My disgust turned to seething anger as I left his office. By my nature I am calm and collected. While the last few months have frustrated me to no end, I have maintained a sense of humor and reflective distance at even the worst of times. But this final joke of a sentence, stripping me of the course that was to finally get me out of this mess because of a mild error in miscommunication?! After everything else, my patience was done with. For two months I have played the game, hoping that logic, protekzia and the basic justice of my cause would see me through. All that was over. This was no longer about what was right and fair. And it is all too obvious that my well-meaning friends can not be of any real help. If I want something to happen, it is in my hands. The way I saw it, the shmucks in charge had now falsely punished me for going AWOL. So what should I do? Go AWOL on them for real.

As I stewed on base over the weekend, well-meaning friends thought to dissuade me from running away. Everyone warned me what I knew all too well: that if I just upped and left, I was jeopardizing my future in this country. Not a future career or reputation—but the opportunity to simply remain in Israel and avoid extended jail-time. Running away from the army now, with just nine weeks left, meant I would never be formally discharged and forever branded a runaway, liable to be arrested if I return to the country in the next two decades.

One friend urged me to remember that my faith in the country will return far easier than the country’s faith (so to speak) in me. If one of you has to take the hit in the broken faith you have in the other, let it be you, she insisted. Do not do something that will place the country against you. Better to do something that will place you against the country.

More than anyone else, I understand that I came to Israel to live here, not to serve in the army. Enlisting was about affirming my citizenship. To allow my service to harm my deep-seated Zionism seems completely irrational. Of course, the irrationality is part of the reason I was so determined to stand up for myself and leave.

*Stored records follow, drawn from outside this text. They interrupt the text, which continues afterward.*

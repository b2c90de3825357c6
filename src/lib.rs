#![allow(clippy::too_many_lines)]
#![allow(clippy::missing_errors_doc)]
#![allow(clippy::missing_panics_doc)]
#![allow(clippy::uninlined_format_args)]

//! # Artframe
//!
//! A Rust library for detecting and removing decorative frames from
//! photographed artwork images using Sobel edge analysis, statistical
//! boundary inference, and a multi-signal confidence model.
//!
//! Given an encoded image, the detector decides whether the artwork is
//! enclosed by a frame, computes the bounding region of the actual
//! artwork, and — when confident — crops to that region while preserving
//! the source encoding (JPEG stays JPEG, PNG stays PNG).
//!
//! ## Features
//!
//! - **Graceful failure contract**: the public detection API never throws;
//!   undecodable inputs yield a zero-confidence, no-frame result
//! - **Adaptive boundary search**: one median/max-based threshold handles
//!   thin and thick frames without separate code paths
//! - **Format preservation**: cropped output is re-encoded in the source
//!   format at near-ceiling quality
//! - **Queue-worker glue**: job message types, storage/repository seams,
//!   and status mapping for batch processing pipelines
//! - **CLI integration**: optional command-line interface (enable with the
//!   `cli` feature)
//!
//! ## Quick Start
//!
//! ```rust,no_run
//! use artframe::{FrameDetectionConfig, FrameDetector};
//!
//! # fn example() -> anyhow::Result<()> {
//! let config = FrameDetectionConfig::builder()
//!     .min_confidence(0.5)
//!     .build()?;
//! let detector = FrameDetector::new(config)?;
//!
//! let image_bytes = std::fs::read("artwork.jpg")?;
//! let result = detector.remove_frame(&image_bytes);
//!
//! if let Some(cropped) = result.processed_image {
//!     std::fs::write("artwork_cropped.jpg", cropped)?;
//! } else if result.success {
//!     println!(
//!         "no frame found (confidence {:.2})",
//!         result.detection.confidence
//!     );
//! }
//! # Ok(())
//! # }
//! ```
//!
//! ## Detection only
//!
//! ```rust,no_run
//! use artframe::FrameDetector;
//!
//! # fn example(image_bytes: Vec<u8>) {
//! let detector = FrameDetector::with_defaults();
//! let detection = detector.detect_frame(&image_bytes);
//! println!(
//!     "has_frame={} confidence={:.2}",
//!     detection.has_frame, detection.confidence
//! );
//! # }
//! ```

pub mod boundary;
#[cfg(feature = "cli")]
pub mod cli;
pub mod confidence;
pub mod config;
pub mod detector;
pub mod edges;
pub mod error;
pub mod preprocess;
pub mod services;
pub mod tracing_config;
pub mod types;
pub mod worker;

// Internal imports for lib functions
use tokio::io::AsyncRead;

// Public API exports
pub use boundary::BoundaryLocator;
pub use confidence::{ConfidenceScorer, DetectionValidator};
pub use config::{FrameDetectionConfig, FrameDetectionConfigBuilder};
pub use detector::FrameDetector;
pub use edges::SobelEdgeDetector;
pub use error::{FrameRemovalError, Result};
pub use preprocess::ImagePreprocessor;
pub use services::{ImageIOService, OutputFormatHandler, SourceFormat};
pub use types::{
    BoundingBox, DetectionTimings, EdgeMap, FrameDetectionResult, FrameRemovalResult,
    ImageDimensions,
};
pub use worker::{
    ArtworkRepository, FrameJob, FrameJobWorker, ImageStore, JobOutcome, JobStatus,
    MemoryArtworkRepository, MemoryImageStore,
};

#[cfg(feature = "cli")]
pub use tracing_config::init_cli_tracing;
pub use tracing_config::{TracingConfig, TracingFormat};

/// Detect a frame in an image provided as bytes
///
/// Convenience wrapper that builds a single-use [`FrameDetector`] from the
/// given configuration.
///
/// # Errors
/// Returns an error only when the configuration is invalid; detection
/// itself never fails (see [`FrameDetector::detect_frame`]).
pub fn detect_frame_from_bytes(
    image_bytes: &[u8],
    config: &FrameDetectionConfig,
) -> Result<FrameDetectionResult> {
    let detector = FrameDetector::new(config.clone())?;
    Ok(detector.detect_frame(image_bytes))
}

/// Detect and remove a frame from an image provided as bytes
///
/// # Errors
/// Returns an error only when the configuration is invalid; removal
/// failures surface inside the returned [`FrameRemovalResult`].
pub fn remove_frame_from_bytes(
    image_bytes: &[u8],
    config: &FrameDetectionConfig,
) -> Result<FrameRemovalResult> {
    let detector = FrameDetector::new(config.clone())?;
    Ok(detector.remove_frame(image_bytes))
}

/// Detect and remove a frame from an async reader stream
///
/// Reads the stream to its end and processes the buffered bytes; suitable
/// for network streams or large files at the orchestration layer. The
/// detection itself stays a synchronous, CPU-bound computation.
///
/// # Errors
/// Returns an error when the stream cannot be read or the configuration is
/// invalid.
pub async fn remove_frame_from_reader<R: AsyncRead + Unpin>(
    mut reader: R,
    config: &FrameDetectionConfig,
) -> Result<FrameRemovalResult> {
    let mut buffer = Vec::new();
    tokio::io::AsyncReadExt::read_to_end(&mut reader, &mut buffer)
        .await
        .map_err(|e| FrameRemovalError::processing(format!("Failed to read from stream: {}", e)))?;

    remove_frame_from_bytes(&buffer, config)
}
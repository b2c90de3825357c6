//! Configuration types for frame detection and removal operations

use serde::{Deserialize, Serialize};

/// Configuration for frame detection and removal
///
/// All thresholds are resolved at construction time and stay immutable for
/// the lifetime of a [`crate::FrameDetector`]. Use the builder to override
/// individual fields over the documented defaults.
#[derive(Debug, Clone, PartialEq, Serialize, Deserialize)]
pub struct FrameDetectionConfig {
    /// Sobel gradient-magnitude threshold above which a pixel counts as an edge
    pub edge_threshold: f64,

    /// Upper gradient threshold, kept for hysteresis-style tuning; must be
    /// at least `edge_threshold`. The single-pass edge builder only consumes
    /// the lower threshold.
    pub edge_high_threshold: f64,

    /// Minimum confidence required to accept a detected frame (0.0-1.0)
    pub min_confidence: f64,

    /// Minimum accepted crop ratio, cropped area over original area (0.0-1.0)
    pub min_crop_percentage: f64,

    /// Maximum accepted crop ratio, cropped area over original area (0.0-1.0)
    pub max_crop_percentage: f64,

    /// Blur kernel size; the Gaussian sigma is derived as `kernel / 2`
    pub blur_kernel_size: u32,
}

impl Default for FrameDetectionConfig {
    fn default() -> Self {
        Self {
            edge_threshold: 50.0,
            edge_high_threshold: 150.0,
            min_confidence: 0.5,
            min_crop_percentage: 0.3,
            max_crop_percentage: 0.99,
            blur_kernel_size: 5,
        }
    }
}

impl FrameDetectionConfig {
    /// Create a new configuration builder for fluent API construction
    ///
    /// # Examples
    ///
    /// ```rust
    /// use artframe::FrameDetectionConfig;
    ///
    /// let config = FrameDetectionConfig::builder()
    ///     .min_confidence(0.6)
    ///     .edge_threshold(40.0)
    ///     .build()
    ///     .unwrap();
    /// ```
    #[must_use]
    pub fn builder() -> FrameDetectionConfigBuilder {
        FrameDetectionConfigBuilder::default()
    }

    /// Gaussian blur sigma derived from the configured kernel size
    #[must_use]
    pub fn blur_sigma(&self) -> f32 {
        self.blur_kernel_size as f32 / 2.0
    }

    /// Validate all configuration parameters
    ///
    /// Invalid threshold combinations are reported here, at construction
    /// time, rather than surfacing as confusing rejections on first use.
    ///
    /// # Errors
    /// - `min_crop_percentage` greater than `max_crop_percentage`
    /// - crop percentages outside (0.0, 1.0]
    /// - `min_confidence` outside [0.0, 1.0]
    /// - non-positive `edge_threshold`, or `edge_high_threshold` below it
    /// - zero `blur_kernel_size`
    pub fn validate(&self) -> crate::Result<()> {
        if !(0.0..=1.0).contains(&self.min_confidence) {
            return Err(crate::error::FrameRemovalError::config_value_error(
                "min_confidence",
                self.min_confidence,
                "0.0-1.0",
                Some(0.5),
            ));
        }

        if self.min_crop_percentage <= 0.0 || self.min_crop_percentage > 1.0 {
            return Err(crate::error::FrameRemovalError::config_value_error(
                "min_crop_percentage",
                self.min_crop_percentage,
                "0.0-1.0 exclusive of 0",
                Some(0.3),
            ));
        }

        if self.max_crop_percentage <= 0.0 || self.max_crop_percentage > 1.0 {
            return Err(crate::error::FrameRemovalError::config_value_error(
                "max_crop_percentage",
                self.max_crop_percentage,
                "0.0-1.0 exclusive of 0",
                Some(0.99),
            ));
        }

        if self.min_crop_percentage > self.max_crop_percentage {
            return Err(crate::error::FrameRemovalError::invalid_config(format!(
                "min_crop_percentage ({}) must not exceed max_crop_percentage ({})",
                self.min_crop_percentage, self.max_crop_percentage
            )));
        }

        if self.edge_threshold <= 0.0 {
            return Err(crate::error::FrameRemovalError::config_value_error(
                "edge_threshold",
                self.edge_threshold,
                "> 0.0",
                Some(50.0),
            ));
        }

        if self.edge_high_threshold < self.edge_threshold {
            return Err(crate::error::FrameRemovalError::invalid_config(format!(
                "edge_high_threshold ({}) must be at least edge_threshold ({})",
                self.edge_high_threshold, self.edge_threshold
            )));
        }

        if self.blur_kernel_size == 0 {
            return Err(crate::error::FrameRemovalError::config_value_error(
                "blur_kernel_size",
                self.blur_kernel_size,
                ">= 1",
                Some(5),
            ));
        }

        Ok(())
    }
}

/// Builder for `FrameDetectionConfig`
#[derive(Debug, Default)]
pub struct FrameDetectionConfigBuilder {
    config: FrameDetectionConfig,
}

impl FrameDetectionConfigBuilder {
    /// Set the Sobel gradient-magnitude edge threshold
    #[must_use]
    pub fn edge_threshold(mut self, threshold: f64) -> Self {
        self.config.edge_threshold = threshold;
        self
    }

    /// Set the upper gradient threshold
    #[must_use]
    pub fn edge_high_threshold(mut self, threshold: f64) -> Self {
        self.config.edge_high_threshold = threshold;
        self
    }

    /// Set the minimum confidence required to accept a detection
    #[must_use]
    pub fn min_confidence(mut self, confidence: f64) -> Self {
        self.config.min_confidence = confidence;
        self
    }

    /// Set the minimum accepted crop ratio
    #[must_use]
    pub fn min_crop_percentage(mut self, ratio: f64) -> Self {
        self.config.min_crop_percentage = ratio;
        self
    }

    /// Set the maximum accepted crop ratio
    #[must_use]
    pub fn max_crop_percentage(mut self, ratio: f64) -> Self {
        self.config.max_crop_percentage = ratio;
        self
    }

    /// Set the blur kernel size (sigma is derived as `kernel / 2`)
    #[must_use]
    pub fn blur_kernel_size(mut self, kernel: u32) -> Self {
        self.config.blur_kernel_size = kernel;
        self
    }

    /// Build and validate the configuration
    ///
    /// # Errors
    /// Returns `FrameRemovalError::InvalidConfig` when any threshold is out
    /// of range or the crop-percentage bounds are inverted; see
    /// [`FrameDetectionConfig::validate`].
    pub fn build(self) -> crate::Result<FrameDetectionConfig> {
        let config = self.config;
        config.validate()?;
        Ok(config)
    }
}

#[cfg(test)]
mod tests {
    use super::*;

    #[test]
    fn test_default_config() {
        let config = FrameDetectionConfig::default();
        assert_eq!(config.edge_threshold, 50.0);
        assert_eq!(config.edge_high_threshold, 150.0);
        assert_eq!(config.min_confidence, 0.5);
        assert_eq!(config.min_crop_percentage, 0.3);
        assert_eq!(config.max_crop_percentage, 0.99);
        assert_eq!(config.blur_kernel_size, 5);
        assert!(config.validate().is_ok());
    }

    #[test]
    fn test_blur_sigma_derivation() {
        let config = FrameDetectionConfig::default();
        assert!((config.blur_sigma() - 2.5).abs() < f32::EPSILON);

        let config = FrameDetectionConfig::builder()
            .blur_kernel_size(9)
            .build()
            .unwrap();
        assert!((config.blur_sigma() - 4.5).abs() < f32::EPSILON);
    }

    #[test]
    fn test_config_builder_chaining() {
        let config = FrameDetectionConfig::builder()
            .edge_threshold(30.0)
            .edge_high_threshold(90.0)
            .min_confidence(0.7)
            .min_crop_percentage(0.2)
            .max_crop_percentage(0.95)
            .blur_kernel_size(3)
            .build()
            .unwrap();

        assert_eq!(config.edge_threshold, 30.0);
        assert_eq!(config.edge_high_threshold, 90.0);
        assert_eq!(config.min_confidence, 0.7);
        assert_eq!(config.min_crop_percentage, 0.2);
        assert_eq!(config.max_crop_percentage, 0.95);
        assert_eq!(config.blur_kernel_size, 3);
    }

    #[test]
    fn test_inverted_crop_bounds_rejected() {
        let result = FrameDetectionConfig::builder()
            .min_crop_percentage(0.9)
            .max_crop_percentage(0.5)
            .build();

        let err = result.unwrap_err();
        assert!(err.to_string().contains("min_crop_percentage"));
    }

    #[test]
    fn test_out_of_range_values_rejected() {
        assert!(FrameDetectionConfig::builder()
            .min_confidence(1.5)
            .build()
            .is_err());
        assert!(FrameDetectionConfig::builder()
            .min_crop_percentage(0.0)
            .build()
            .is_err());
        assert!(FrameDetectionConfig::builder()
            .max_crop_percentage(1.2)
            .build()
            .is_err());
        assert!(FrameDetectionConfig::builder()
            .edge_threshold(-1.0)
            .build()
            .is_err());
        assert!(FrameDetectionConfig::builder()
            .blur_kernel_size(0)
            .build()
            .is_err());
    }

    #[test]
    fn test_high_threshold_below_low_rejected() {
        let result = FrameDetectionConfig::builder()
            .edge_threshold(100.0)
            .edge_high_threshold(50.0)
            .build();
        assert!(result.is_err());
    }

    #[test]
    fn test_config_serde_round_trip() {
        let config = FrameDetectionConfig::builder()
            .min_confidence(0.65)
            .build()
            .unwrap();

        let json = serde_json::to_string(&config).unwrap();
        assert!(json.contains("min_confidence"));

        let deserialized: FrameDetectionConfig = serde_json::from_str(&json).unwrap();
        assert_eq!(deserialized, config);
    }
}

My resolve to do something drastic finally slipped when a close friend urged me to see the next month as my being unjustly imprisoned in order to ensure the future success of my life in Israel. While he urged me not to let several douche-bag commanders ruin anything beyond the next few weeks, I decided not to do anything too crazy to avoid upsetting the faith in Israel of those who love me—friends, family, siblings, mother and most of all, my father. Sometimes running off into the wild to escape the hypocrisy and idiocy of institutional life is right for every reason save for that which is most important: the faith and love others have for you.